*** Block opens ***
//! # Movement Controller Module
//!
//! Resolves a desired displacement of the player box into the displacement
//! the block grid allows.
//!
//! Each iteration sweeps the box along the movement still outstanding. When
//! a block is in the way the box advances to the contact plane, the collided
//! axis is dropped from the outstanding movement and the rest is swept again.
//! That is what makes the box slide along walls and floors instead of
//! stopping dead.
//!
//! Every resolvable contact removes one axis, so a well-formed world resolves
//! in at most three iterations; the cap only guards against broken input.

use cgmath::{Point3, Vector3};

use crate::config::PhysicsConfig;
use crate::engine_state::math::{chess_distance, is_finite, CollisionAxes, AABB3};
use crate::engine_state::voxels::chunk_grid::ChunkGrid;

use super::impulse::CollisionImpulse;
use super::sweep::{scan, MissingChunkPolicy};
use super::CollisionError;

/// Default bound on resolution iterations per movement.
pub const MAX_RESOLUTION_ITERATIONS: usize = 100;

/// Result of resolving one movement.
#[derive(Copy, Clone, Debug, PartialEq)]
pub struct MovementResponse {
    /// Every axis that collided during the resolution.
    pub axes: CollisionAxes,
    /// Camera position after the permitted displacement.
    pub new_camera_pos: Point3<f32>,
    /// Sweep iterations used.
    pub iterations: usize,
}

impl MovementResponse {
    /// Whether anything was hit.
    pub fn collided(&self) -> bool {
        !self.axes.is_empty()
    }
}

/// In-flight state of one resolution.
#[derive(Copy, Clone, Debug)]
struct Resolution {
    position: Point3<f32>,
    outstanding: Vector3<f32>,
    axes: CollisionAxes,
    iterations: usize,
}

impl Resolution {
    fn start(position: Point3<f32>, movement: Vector3<f32>) -> Self {
        Resolution {
            position,
            outstanding: movement,
            axes: CollisionAxes::NONE,
            iterations: 0,
        }
    }

    fn is_settled(&self) -> bool {
        chess_distance(self.outstanding, Vector3::new(0.0, 0.0, 0.0)) == 0.0
    }

    fn advance(self, impulse: &CollisionImpulse) -> Self {
        let iterations = self.iterations + 1;
        if !impulse.is_resolvable() {
            return Resolution {
                position: self.position + self.outstanding,
                outstanding: Vector3::new(0.0, 0.0, 0.0),
                iterations,
                ..self
            };
        }

        Resolution {
            position: self.position + impulse.collision_free,
            outstanding: impulse.outstanding,
            axes: self.axes | impulse.axes,
            iterations,
        }
    }

    fn into_response(self) -> MovementResponse {
        MovementResponse {
            axes: self.axes,
            new_camera_pos: self.position,
            iterations: self.iterations,
        }
    }
}

/// Moves the player box through the block grid.
#[derive(Copy, Clone, Debug, PartialEq)]
pub struct MovementController {
    /// Player bounds relative to the camera position.
    pub player_box: AABB3,
    /// Iteration cap per movement.
    pub max_iterations: usize,
    /// Handling of chunks the grid does not have.
    pub missing_chunks: MissingChunkPolicy,
}

impl MovementController {
    /// A controller with the default iteration cap and missing-chunk policy.
    pub fn new(player_box: AABB3) -> Self {
        MovementController {
            player_box,
            max_iterations: MAX_RESOLUTION_ITERATIONS,
            missing_chunks: MissingChunkPolicy::default(),
        }
    }

    /// A controller with the player box, cap and policy of `config`.
    pub fn from_config(config: &PhysicsConfig) -> Self {
        MovementController {
            player_box: config.player_box(),
            max_iterations: config.max_resolution_iterations,
            missing_chunks: config.missing_chunks,
        }
    }

    /// Replaces the iteration cap.
    pub fn with_max_iterations(self, max_iterations: usize) -> Self {
        MovementController { max_iterations, ..self }
    }

    /// Replaces the missing-chunk policy.
    pub fn with_missing_chunks(self, missing_chunks: MissingChunkPolicy) -> Self {
        MovementController { missing_chunks, ..self }
    }

    /// The player box placed at `camera_pos`.
    pub fn player_box_at(&self, camera_pos: Point3<f32>) -> AABB3 {
        self.player_box + camera_pos
    }

    /// Resolves `movement` of the player box starting at `camera_pos`.
    ///
    /// # Errors
    /// * `NonFiniteMovement` if `movement` has a NaN or infinite component
    /// * `DidNotConverge` if movement is left after `max_iterations` sweeps
    /// * `MissingBlock` if a prepared chunk has holes in its block array
    pub fn calculate_movement<G: ChunkGrid>(
        &self,
        grid: &G,
        camera_pos: Point3<f32>,
        movement: Vector3<f32>,
    ) -> Result<MovementResponse, CollisionError> {
        if !is_finite(movement) {
            return Err(CollisionError::NonFiniteMovement(movement));
        }

        let mut state = Resolution::start(camera_pos, movement);
        while !state.is_settled() {
            if state.iterations >= self.max_iterations {
                return Err(CollisionError::DidNotConverge {
                    iterations: state.iterations,
                    outstanding: state.outstanding,
                });
            }

            let moving = self.player_box_at(state.position);
            let hit = scan(
                grid,
                &moving.swept(state.outstanding),
                &moving,
                state.outstanding,
                self.missing_chunks,
            )?;
            state = state.advance(&hit.impulse);
        }

        if state.iterations > 1 {
            log::debug!(
                "resolved movement {:?} in {} iterations, axes {:?}",
                movement,
                state.iterations,
                state.axes
            );
        }

        Ok(state.into_response())
    }
}

#[cfg(test)]
mod tests {
    use super::*;
    use std::collections::HashMap;

    use crate::engine_state::voxels::block::block_type::BlockType;
    use crate::engine_state::voxels::chunk::Chunk;

    fn controller() -> MovementController {
        MovementController::new(AABB3::new(
            Point3::new(-0.25, -0.25, -0.25),
            Vector3::new(0.5, 0.5, 0.5),
        ))
    }

    fn grid_with(blocks: &[Point3<usize>]) -> HashMap<Point3<i32>, Chunk> {
        let mut chunk = Chunk::empty(&Point3::new(0, 0, 0));
        for block in blocks {
            chunk.set_block_at(*block, BlockType::WOOD);
        }
        HashMap::from([(Point3::new(0, 0, 0), chunk)])
    }

    #[test]
    fn zero_movement_takes_no_iterations() {
        let grid = grid_with(&[]);
        let start = Point3::new(5.5, 5.5, 5.5);
        let response = controller()
            .calculate_movement(&grid, start, Vector3::new(0.0, 0.0, 0.0))
            .unwrap();
        assert_eq!(response.new_camera_pos, start);
        assert_eq!(response.iterations, 0);
        assert!(!response.collided());
    }

    #[test]
    fn free_movement_is_applied_whole() {
        let grid = grid_with(&[]);
        let response = controller()
            .calculate_movement(&grid, Point3::new(5.5, 5.5, 5.5), Vector3::new(1.0, -0.5, 2.0))
            .unwrap();
        assert_eq!(response.new_camera_pos, Point3::new(6.5, 5.0, 7.5));
        assert_eq!(response.axes, CollisionAxes::NONE);
        assert_eq!(response.iterations, 1);
    }

    #[test]
    fn corner_resolves_both_axes() {
        let grid = grid_with(&[Point3::new(6, 5, 5), Point3::new(5, 6, 5)]);
        let response = controller()
            .calculate_movement(&grid, Point3::new(5.5, 5.5, 5.5), Vector3::new(1.0, 1.0, 0.0))
            .unwrap();
        assert_eq!(response.new_camera_pos, Point3::new(5.75, 5.75, 5.5));
        assert_eq!(response.axes, CollisionAxes::X | CollisionAxes::Y);
        assert_eq!(response.iterations, 2);
    }

    #[test]
    fn iteration_cap_is_reported() {
        let grid = grid_with(&[Point3::new(6, 5, 5), Point3::new(5, 6, 5)]);
        let error = controller()
            .with_max_iterations(1)
            .calculate_movement(&grid, Point3::new(5.5, 5.5, 5.5), Vector3::new(1.0, 1.0, 0.0))
            .unwrap_err();
        assert_eq!(
            error,
            CollisionError::DidNotConverge {
                iterations: 1,
                outstanding: Vector3::new(0.0, 0.75, 0.0),
            }
        );
    }

    #[test]
    fn non_finite_movement_is_rejected() {
        let grid = grid_with(&[]);
        let movement = Vector3::new(f32::NAN, 0.0, 0.0);
        let error = controller()
            .calculate_movement(&grid, Point3::new(5.5, 5.5, 5.5), movement)
            .unwrap_err();
        assert!(matches!(error, CollisionError::NonFiniteMovement(_)));
    }

    #[test]
    fn absent_chunk_blocks_movement_when_solid() {
        let grid = grid_with(&[]);
        let start = Point3::new(15.5, 5.5, 5.5);
        let movement = Vector3::new(1.0, 0.0, 0.0);

        let passable = controller().calculate_movement(&grid, start, movement).unwrap();
        assert_eq!(passable.new_camera_pos, Point3::new(16.5, 5.5, 5.5));

        let solid = controller()
            .with_missing_chunks(MissingChunkPolicy::Solid)
            .calculate_movement(&grid, start, movement)
            .unwrap();
        assert_eq!(solid.new_camera_pos, Point3::new(15.75, 5.5, 5.5));
        assert_eq!(solid.axes, CollisionAxes::X);
    }
}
*** Block closes ***
▶ PROBLEM STATEMENT: Write down again the exact lines running from the beginning of the data to the line containing "plane, the collided", with both ends included.

▶ REPLY:
//! # Movement Controller Module
//!
//! Resolves a desired displacement of the player box into the displacement
//! the block grid allows.
//!
//! Each iteration sweeps the box along the movement still outstanding. When
//! a block is in the way the box advances to the contact plane, the collided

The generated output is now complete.